Stored data
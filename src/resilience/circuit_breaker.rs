//! Per-service circuit breaker (spec §4.7).
//!
//! CLOSED -> OPEN after `failure_threshold` consecutive failures. OPEN calls
//! fail fast without touching the wrapped operation. After `reset_timeout`
//! the breaker allows one probe (HALF_OPEN); success closes it, failure
//! reopens it, and a probe that never arrives within `half_open_timeout`
//! reverts to OPEN.

use parking_lot::Mutex;
use std::future::Future;
use std::time::{Duration, Instant};
use tracing::warn;

use crate::error::{BrokerError, Result};

#[derive(Debug, Clone, Copy, PartialEq, Eq)]
pub enum CircuitState {
    Closed,
    Open,
    HalfOpen,
}

#[derive(Debug, Clone, Copy)]
pub struct CircuitBreakerConfig {
    pub failure_threshold: u32,
    pub reset_timeout: Duration,
    pub half_open_timeout: Duration,
}

impl Default for CircuitBreakerConfig {
    fn default() -> Self {
        Self {
            failure_threshold: 5,
            reset_timeout: Duration::from_secs(60),
            half_open_timeout: Duration::from_secs(30),
        }
    }
}

struct Inner {
    state: CircuitState,
    consecutive_failures: u32,
    opened_at: Option<Instant>,
    half_open_since: Option<Instant>,
}

/// A single named circuit, e.g. `aws_ec2`.
pub struct CircuitBreaker {
    service: String,
    config: CircuitBreakerConfig,
    inner: Mutex<Inner>,
}

impl CircuitBreaker {
    pub fn new(service: impl Into<String>, config: CircuitBreakerConfig) -> Self {
        Self {
            service: service.into(),
            config,
            inner: Mutex::new(Inner {
                state: CircuitState::Closed,
                consecutive_failures: 0,
                opened_at: None,
                half_open_since: None,
            }),
        }
    }

    pub fn state(&self) -> CircuitState {
        self.evaluate_transition();
        self.inner.lock().state
    }

    /// Move OPEN -> HALF_OPEN once `reset_timeout` has elapsed, and revert a
    /// stale HALF_OPEN probe back to OPEN if `half_open_timeout` expired
    /// without a result being recorded.
    fn evaluate_transition(&self) {
        let mut inner = self.inner.lock();
        match inner.state {
            CircuitState::Open => {
                if let Some(opened_at) = inner.opened_at {
                    if opened_at.elapsed() >= self.config.reset_timeout {
                        inner.state = CircuitState::HalfOpen;
                        inner.half_open_since = Some(Instant::now());
                    }
                }
            }
            CircuitState::HalfOpen => {
                if let Some(since) = inner.half_open_since {
                    if since.elapsed() >= self.config.half_open_timeout {
                        inner.state = CircuitState::Open;
                        inner.opened_at = Some(Instant::now());
                    }
                }
            }
            CircuitState::Closed => {}
        }
    }

    fn record_success(&self) {
        let mut inner = self.inner.lock();
        inner.consecutive_failures = 0;
        inner.state = CircuitState::Closed;
        inner.opened_at = None;
        inner.half_open_since = None;
    }

    fn record_failure(&self) {
        let mut inner = self.inner.lock();
        match inner.state {
            CircuitState::HalfOpen => {
                inner.state = CircuitState::Open;
                inner.opened_at = Some(Instant::now());
                inner.half_open_since = None;
            }
            CircuitState::Closed => {
                inner.consecutive_failures += 1;
                if inner.consecutive_failures >= self.config.failure_threshold {
                    warn!(
                        "circuit {} OPEN after {} consecutive failures",
                        self.service, inner.consecutive_failures
                    );
                    inner.state = CircuitState::Open;
                    inner.opened_at = Some(Instant::now());
                }
            }
            CircuitState::Open => {}
        }
    }

    /// Run `f` through the breaker. Fails fast with `CircuitBreakerOpen` when
    /// the circuit is OPEN, without invoking `f`.
    pub async fn call<F, Fut, T>(&self, f: F) -> Result<T>
    where
        F: FnOnce() -> Fut,
        Fut: Future<Output = Result<T>>,
    {
        self.evaluate_transition();
        if self.inner.lock().state == CircuitState::Open {
            return Err(BrokerError::CircuitBreakerOpen {
                service: self.service.clone(),
            });
        }

        match f().await {
            Ok(v) => {
                self.record_success();
                Ok(v)
            }
            Err(e) => {
                self.record_failure();
                Err(e)
            }
        }
    }
}

#[cfg(test)]
mod tests {
    use super::*;

    fn fast_config() -> CircuitBreakerConfig {
        CircuitBreakerConfig {
            failure_threshold: 2,
            reset_timeout: Duration::from_millis(10),
            half_open_timeout: Duration::from_millis(10),
        }
    }

    #[tokio::test]
    async fn opens_after_threshold_consecutive_failures() {
        let breaker = CircuitBreaker::new("aws_ec2", fast_config());
        for _ in 0..2 {
            let _: Result<()> = breaker
                .call(|| async { Err(BrokerError::provider_transient("aws", "boom")) })
                .await;
        }
        assert_eq!(breaker.state(), CircuitState::Open);
    }

    #[tokio::test]
    async fn open_circuit_fails_fast_without_calling_body() {
        let breaker = CircuitBreaker::new("aws_ec2", fast_config());
        for _ in 0..2 {
            let _: Result<()> = breaker
                .call(|| async { Err(BrokerError::provider_transient("aws", "boom")) })
                .await;
        }

        let called = std::sync::atomic::AtomicBool::new(false);
        let result: Result<()> = breaker
            .call(|| {
                called.store(true, std::sync::atomic::Ordering::SeqCst);
                async { Ok(()) }
            })
            .await;

        assert!(matches!(result, Err(BrokerError::CircuitBreakerOpen { .. })));
        assert!(!called.load(std::sync::atomic::Ordering::SeqCst));
    }

    #[tokio::test]
    async fn half_open_success_closes_circuit() {
        let breaker = CircuitBreaker::new("aws_ec2", fast_config());
        for _ in 0..2 {
            let _: Result<()> = breaker
                .call(|| async { Err(BrokerError::provider_transient("aws", "boom")) })
                .await;
        }

        tokio::time::sleep(Duration::from_millis(20)).await;
        assert_eq!(breaker.state(), CircuitState::HalfOpen);

        let result: Result<()> = breaker.call(|| async { Ok(()) }).await;
        assert!(result.is_ok());
        assert_eq!(breaker.state(), CircuitState::Closed);
    }

    #[tokio::test]
    async fn half_open_failure_reopens_circuit() {
        let breaker = CircuitBreaker::new("aws_ec2", fast_config());
        for _ in 0..2 {
            let _: Result<()> = breaker
                .call(|| async { Err(BrokerError::provider_transient("aws", "boom")) })
                .await;
        }
        tokio::time::sleep(Duration::from_millis(20)).await;

        let _: Result<()> = breaker
            .call(|| async { Err(BrokerError::provider_transient("aws", "still broken")) })
            .await;
        assert_eq!(breaker.state(), CircuitState::Open);
    }
}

● Directions: Output the number of lines above holding the word "Ordering", and nothing besides it.

● Solution: 2